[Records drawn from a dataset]

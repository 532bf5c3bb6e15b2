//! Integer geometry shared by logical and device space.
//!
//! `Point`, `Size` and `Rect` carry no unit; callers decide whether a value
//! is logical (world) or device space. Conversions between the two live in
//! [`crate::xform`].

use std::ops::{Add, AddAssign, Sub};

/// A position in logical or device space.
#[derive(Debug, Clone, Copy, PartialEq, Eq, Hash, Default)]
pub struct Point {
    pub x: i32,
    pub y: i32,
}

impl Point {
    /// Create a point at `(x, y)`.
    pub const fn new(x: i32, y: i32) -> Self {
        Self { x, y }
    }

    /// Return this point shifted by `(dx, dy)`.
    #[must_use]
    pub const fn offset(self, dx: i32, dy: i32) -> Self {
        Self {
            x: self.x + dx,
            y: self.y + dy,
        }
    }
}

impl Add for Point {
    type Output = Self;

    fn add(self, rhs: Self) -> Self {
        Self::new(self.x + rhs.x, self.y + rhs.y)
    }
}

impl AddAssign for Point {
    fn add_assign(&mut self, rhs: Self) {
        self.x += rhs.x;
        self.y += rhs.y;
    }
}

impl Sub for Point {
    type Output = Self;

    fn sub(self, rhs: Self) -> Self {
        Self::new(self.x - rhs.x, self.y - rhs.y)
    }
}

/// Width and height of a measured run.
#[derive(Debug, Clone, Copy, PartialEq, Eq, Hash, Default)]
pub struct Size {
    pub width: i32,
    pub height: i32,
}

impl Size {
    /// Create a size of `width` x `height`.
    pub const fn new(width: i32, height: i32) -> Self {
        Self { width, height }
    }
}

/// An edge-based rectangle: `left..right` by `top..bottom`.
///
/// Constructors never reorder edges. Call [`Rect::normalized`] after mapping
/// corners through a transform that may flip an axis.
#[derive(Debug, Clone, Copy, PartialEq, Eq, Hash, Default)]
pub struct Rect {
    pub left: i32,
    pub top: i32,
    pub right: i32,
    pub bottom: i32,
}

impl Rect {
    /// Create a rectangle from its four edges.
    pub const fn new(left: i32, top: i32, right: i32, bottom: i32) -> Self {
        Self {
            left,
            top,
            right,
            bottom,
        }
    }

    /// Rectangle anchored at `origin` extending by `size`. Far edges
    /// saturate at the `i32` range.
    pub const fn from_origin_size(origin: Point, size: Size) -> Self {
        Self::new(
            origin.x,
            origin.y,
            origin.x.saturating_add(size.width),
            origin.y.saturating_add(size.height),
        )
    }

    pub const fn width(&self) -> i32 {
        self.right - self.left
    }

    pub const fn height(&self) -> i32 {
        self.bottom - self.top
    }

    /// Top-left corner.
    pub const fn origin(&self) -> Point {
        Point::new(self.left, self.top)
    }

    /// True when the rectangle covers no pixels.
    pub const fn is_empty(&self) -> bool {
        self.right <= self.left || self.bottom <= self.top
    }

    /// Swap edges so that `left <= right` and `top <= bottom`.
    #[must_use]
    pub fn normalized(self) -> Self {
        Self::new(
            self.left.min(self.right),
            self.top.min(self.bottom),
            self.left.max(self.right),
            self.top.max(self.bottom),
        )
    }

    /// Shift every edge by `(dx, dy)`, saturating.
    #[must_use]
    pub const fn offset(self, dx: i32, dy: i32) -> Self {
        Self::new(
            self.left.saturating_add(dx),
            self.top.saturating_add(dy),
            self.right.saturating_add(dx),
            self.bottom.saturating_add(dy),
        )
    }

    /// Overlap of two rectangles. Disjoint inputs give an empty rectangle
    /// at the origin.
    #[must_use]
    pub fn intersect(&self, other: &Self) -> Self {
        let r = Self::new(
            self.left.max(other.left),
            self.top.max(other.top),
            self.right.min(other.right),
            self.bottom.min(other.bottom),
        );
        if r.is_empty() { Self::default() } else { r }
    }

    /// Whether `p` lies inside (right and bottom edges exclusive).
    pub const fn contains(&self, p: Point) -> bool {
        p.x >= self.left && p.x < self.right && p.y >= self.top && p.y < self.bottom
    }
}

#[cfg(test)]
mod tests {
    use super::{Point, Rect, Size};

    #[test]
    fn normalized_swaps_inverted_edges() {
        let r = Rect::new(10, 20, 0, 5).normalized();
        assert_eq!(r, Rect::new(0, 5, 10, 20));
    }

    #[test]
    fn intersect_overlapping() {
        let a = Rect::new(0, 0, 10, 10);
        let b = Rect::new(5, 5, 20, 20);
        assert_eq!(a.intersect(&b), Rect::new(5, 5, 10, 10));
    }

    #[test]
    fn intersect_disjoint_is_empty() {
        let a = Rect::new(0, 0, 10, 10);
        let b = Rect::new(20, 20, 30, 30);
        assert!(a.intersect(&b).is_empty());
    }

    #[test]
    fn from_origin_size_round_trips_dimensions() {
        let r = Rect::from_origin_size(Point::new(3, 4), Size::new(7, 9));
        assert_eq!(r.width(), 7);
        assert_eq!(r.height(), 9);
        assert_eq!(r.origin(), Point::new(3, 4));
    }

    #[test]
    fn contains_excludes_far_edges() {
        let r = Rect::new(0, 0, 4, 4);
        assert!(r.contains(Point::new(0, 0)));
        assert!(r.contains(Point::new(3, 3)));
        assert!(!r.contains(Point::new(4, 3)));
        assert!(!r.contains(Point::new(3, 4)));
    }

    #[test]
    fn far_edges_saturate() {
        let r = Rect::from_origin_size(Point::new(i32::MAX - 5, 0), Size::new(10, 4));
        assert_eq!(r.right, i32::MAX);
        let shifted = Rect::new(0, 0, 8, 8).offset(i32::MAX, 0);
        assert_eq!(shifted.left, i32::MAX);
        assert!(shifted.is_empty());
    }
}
* * *
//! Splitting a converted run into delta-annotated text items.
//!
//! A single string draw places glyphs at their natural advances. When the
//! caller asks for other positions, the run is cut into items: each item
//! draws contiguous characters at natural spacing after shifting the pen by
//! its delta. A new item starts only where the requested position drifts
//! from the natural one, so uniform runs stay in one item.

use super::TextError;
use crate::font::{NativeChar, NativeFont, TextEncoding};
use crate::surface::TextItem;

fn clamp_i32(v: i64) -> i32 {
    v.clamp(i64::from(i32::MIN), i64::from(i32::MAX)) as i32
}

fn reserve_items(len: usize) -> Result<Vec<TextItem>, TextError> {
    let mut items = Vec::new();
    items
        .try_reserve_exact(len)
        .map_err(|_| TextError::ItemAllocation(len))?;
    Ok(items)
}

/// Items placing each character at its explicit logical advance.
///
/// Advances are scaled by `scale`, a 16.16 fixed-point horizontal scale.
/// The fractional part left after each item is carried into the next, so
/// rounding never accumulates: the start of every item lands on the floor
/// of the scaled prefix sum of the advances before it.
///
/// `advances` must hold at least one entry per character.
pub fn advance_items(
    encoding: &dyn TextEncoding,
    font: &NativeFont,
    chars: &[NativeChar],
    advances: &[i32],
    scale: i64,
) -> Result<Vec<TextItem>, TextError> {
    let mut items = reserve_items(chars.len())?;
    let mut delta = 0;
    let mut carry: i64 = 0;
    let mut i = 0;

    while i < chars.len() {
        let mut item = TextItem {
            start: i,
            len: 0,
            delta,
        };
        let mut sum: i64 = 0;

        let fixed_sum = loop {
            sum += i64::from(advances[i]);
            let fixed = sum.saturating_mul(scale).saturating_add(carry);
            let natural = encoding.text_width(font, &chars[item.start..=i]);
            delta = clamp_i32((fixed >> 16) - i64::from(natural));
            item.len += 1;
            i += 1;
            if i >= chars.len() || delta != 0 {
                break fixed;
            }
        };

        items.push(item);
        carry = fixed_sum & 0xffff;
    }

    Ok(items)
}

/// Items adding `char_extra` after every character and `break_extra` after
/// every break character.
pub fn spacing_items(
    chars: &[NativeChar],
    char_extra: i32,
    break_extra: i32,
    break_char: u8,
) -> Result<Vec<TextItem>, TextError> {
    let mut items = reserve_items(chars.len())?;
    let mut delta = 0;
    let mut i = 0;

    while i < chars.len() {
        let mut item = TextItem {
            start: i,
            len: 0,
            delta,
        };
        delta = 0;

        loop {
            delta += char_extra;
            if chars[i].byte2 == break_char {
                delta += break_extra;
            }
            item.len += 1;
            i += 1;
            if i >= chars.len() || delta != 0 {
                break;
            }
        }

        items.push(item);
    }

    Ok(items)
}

Assignment — Starting at the line above that contains "pub const fn new(x: i32, y: i32)", write out each line exactly until the line that contains "fn add(self, rhs: Self)" has been written, and stop there.

Response —
    pub const fn new(x: i32, y: i32) -> Self {
        Self { x, y }
    }

    /// Return this point shifted by `(dx, dy)`.
    #[must_use]
    pub const fn offset(self, dx: i32, dy: i32) -> Self {
        Self {
            x: self.x + dx,
            y: self.y + dy,
        }
    }
}

impl Add for Point {
    type Output = Self;

    fn add(self, rhs: Self) -> Self {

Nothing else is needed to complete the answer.